• **Work instructions**
Scan the data below for the string "decoded". Copy every line where it appears.

(Data excerpts)
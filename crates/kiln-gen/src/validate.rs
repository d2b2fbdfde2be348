//! Sprite quality validation
//!
//! Scores a generated sprite against game-readiness rules. Each failed
//! check subtracts a fixed penalty from a starting score of 1.0. Only
//! undecodable payloads are errors; everything else is a warning.

use crate::config::ValidationConfig;
use kiln_core::{GeneratedSprite, SpriteFormat};
use serde::{Deserialize, Serialize};

const DIMENSION_PENALTY: f32 = 0.1;
const FORMAT_PENALTY: f32 = 0.1;
const ALPHA_PENALTY: f32 = 0.2;
const PAYLOAD_PENALTY: f32 = 0.1;
const SMALL_AXIS_PENALTY: f32 = 0.1;

/// A single validation check result
#[derive(Debug, Clone, Serialize, Deserialize)]
pub struct ValidationCheck {
    pub name: String,
    pub status: CheckStatus,
    pub detail: String,
}

/// Status of a validation check
#[derive(Debug, Clone, PartialEq, Eq, Serialize, Deserialize)]
#[serde(rename_all = "lowercase")]
pub enum CheckStatus {
    Pass,
    Warn,
    Fail,
}

/// Full validation report for a sprite
#[derive(Debug, Clone, Serialize, Deserialize)]
pub struct ValidationReport {
    pub sprite_id: String,
    /// No errors were found
    pub valid: bool,
    pub errors: Vec<String>,
    pub warnings: Vec<String>,
    /// Quality score in [0, 1]
    pub score: f32,
    pub checks: Vec<ValidationCheck>,
}

impl ValidationReport {
    /// Count checks by status
    pub fn count_by_status(&self, status: CheckStatus) -> usize {
        self.checks.iter().filter(|c| c.status == status).count()
    }

    /// Print a formatted summary
    pub fn print_summary(&self) {
        println!("Validation: {}", self.sprite_id);
        for check in &self.checks {
            let icon = match check.status {
                CheckStatus::Pass => "OK",
                CheckStatus::Warn => "WARN",
                CheckStatus::Fail => "FAIL",
            };
            println!("  {}: {}  {}", check.name, check.detail, icon);
        }
        println!("  Score: {:.2}", self.score);
        if self.valid {
            println!("  Result: VALID");
        } else {
            println!("  Result: INVALID ({} errors)", self.errors.len());
        }
    }
}

/// Accumulates checks and penalties
struct ReportBuilder {
    checks: Vec<ValidationCheck>,
    errors: Vec<String>,
    warnings: Vec<String>,
    penalty: f32,
}

impl ReportBuilder {
    fn new() -> Self {
        Self {
            checks: Vec::new(),
            errors: Vec::new(),
            warnings: Vec::new(),
            penalty: 0.0,
        }
    }

    fn pass(&mut self, name: &str, detail: String) {
        self.checks.push(ValidationCheck {
            name: name.to_string(),
            status: CheckStatus::Pass,
            detail,
        });
    }

    fn warn(&mut self, name: &str, detail: String, penalty: f32) {
        self.warnings.push(format!("{}: {}", name, detail));
        self.penalty += penalty;
        self.checks.push(ValidationCheck {
            name: name.to_string(),
            status: CheckStatus::Warn,
            detail,
        });
    }

    fn fail(&mut self, name: &str, detail: String) {
        self.errors.push(format!("{}: {}", name, detail));
        self.checks.push(ValidationCheck {
            name: name.to_string(),
            status: CheckStatus::Fail,
            detail,
        });
    }

    fn finish(self, sprite_id: String) -> ValidationReport {
        let valid = self.errors.is_empty();
        let score = if valid {
            (1.0 - self.penalty).clamp(0.0, 1.0)
        } else {
            0.0
        };
        ValidationReport {
            sprite_id,
            valid,
            errors: self.errors,
            warnings: self.warnings,
            score,
            checks: self.checks,
        }
    }
}

/// Scores sprites against the configured thresholds
#[derive(Debug, Clone, Default)]
pub struct QualityValidator {
    config: ValidationConfig,
}

impl QualityValidator {
    pub fn new(config: ValidationConfig) -> Self {
        Self { config }
    }

    /// Validate a sprite. Never fails; problems are reported in the result.
    #[tracing::instrument(skip_all, fields(sprite = %sprite.id))]
    pub fn validate(&self, sprite: &GeneratedSprite) -> ValidationReport {
        let mut report = ReportBuilder::new();

        if sprite.width == 0 || sprite.height == 0 {
            report.fail(
                "Dimensions",
                format!("missing dimensions ({}x{})", sprite.width, sprite.height),
            );
            return report.finish(sprite.id.to_string());
        }

        let decoded = match image::load_from_memory(&sprite.data) {
            Ok(img) => img,
            Err(e) => {
                tracing::warn!(error = %e, "sprite payload could not be decoded");
                report.fail("Decode", format!("undecodable image: {}", e));
                return report.finish(sprite.id.to_string());
            }
        };
        report.pass("Decode", format!("{} bytes", sprite.data.len()));

        let (w, h) = (decoded.width(), decoded.height());
        if (w, h) == (sprite.width, sprite.height) {
            report.pass("Dimensions", format!("{}x{}", w, h));
        } else {
            report.warn(
                "Dimensions",
                format!(
                    "declared {}x{} but decoded {}x{}",
                    sprite.width, sprite.height, w, h
                ),
                DIMENSION_PENALTY,
            );
        }

        if sprite.format == SpriteFormat::Png {
            report.pass("Format", sprite.format.to_string());
        } else {
            report.warn(
                "Format",
                format!("{} is not the preferred lossless format (png)", sprite.format),
                FORMAT_PENALTY,
            );
        }

        if decoded.color().has_alpha() {
            report.pass("Alpha", "present".to_string());
        } else if self.config.require_alpha {
            report.warn("Alpha", "no alpha channel".to_string(), ALPHA_PENALTY);
        }

        if sprite.data.len() <= self.config.max_payload_bytes {
            report.pass(
                "Payload",
                format!("{} / {} bytes", sprite.data.len(), self.config.max_payload_bytes),
            );
        } else {
            report.warn(
                "Payload",
                format!(
                    "{} bytes exceeds {} byte ceiling",
                    sprite.data.len(),
                    self.config.max_payload_bytes
                ),
                PAYLOAD_PENALTY,
            );
        }

        let min = self.config.min_dimension;
        for (axis, size) in [("Width", w), ("Height", h)] {
            if size < min {
                report.warn(axis, format!("{} px below minimum {}", size, min), SMALL_AXIS_PENALTY);
            } else {
                report.pass(axis, format!("{} px", size));
            }
        }

        let result = report.finish(sprite.id.to_string());
        tracing::debug!(score = result.score, warnings = result.warnings.len(), "validated sprite");
        result
    }
}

• **Response to this exercise**
        let decoded = match image::load_from_memory(&sprite.data) {
                tracing::warn!(error = %e, "sprite payload could not be decoded");
        let (w, h) = (decoded.width(), decoded.height());
                    "declared {}x{} but decoded {}x{}",
        if decoded.color().has_alpha() {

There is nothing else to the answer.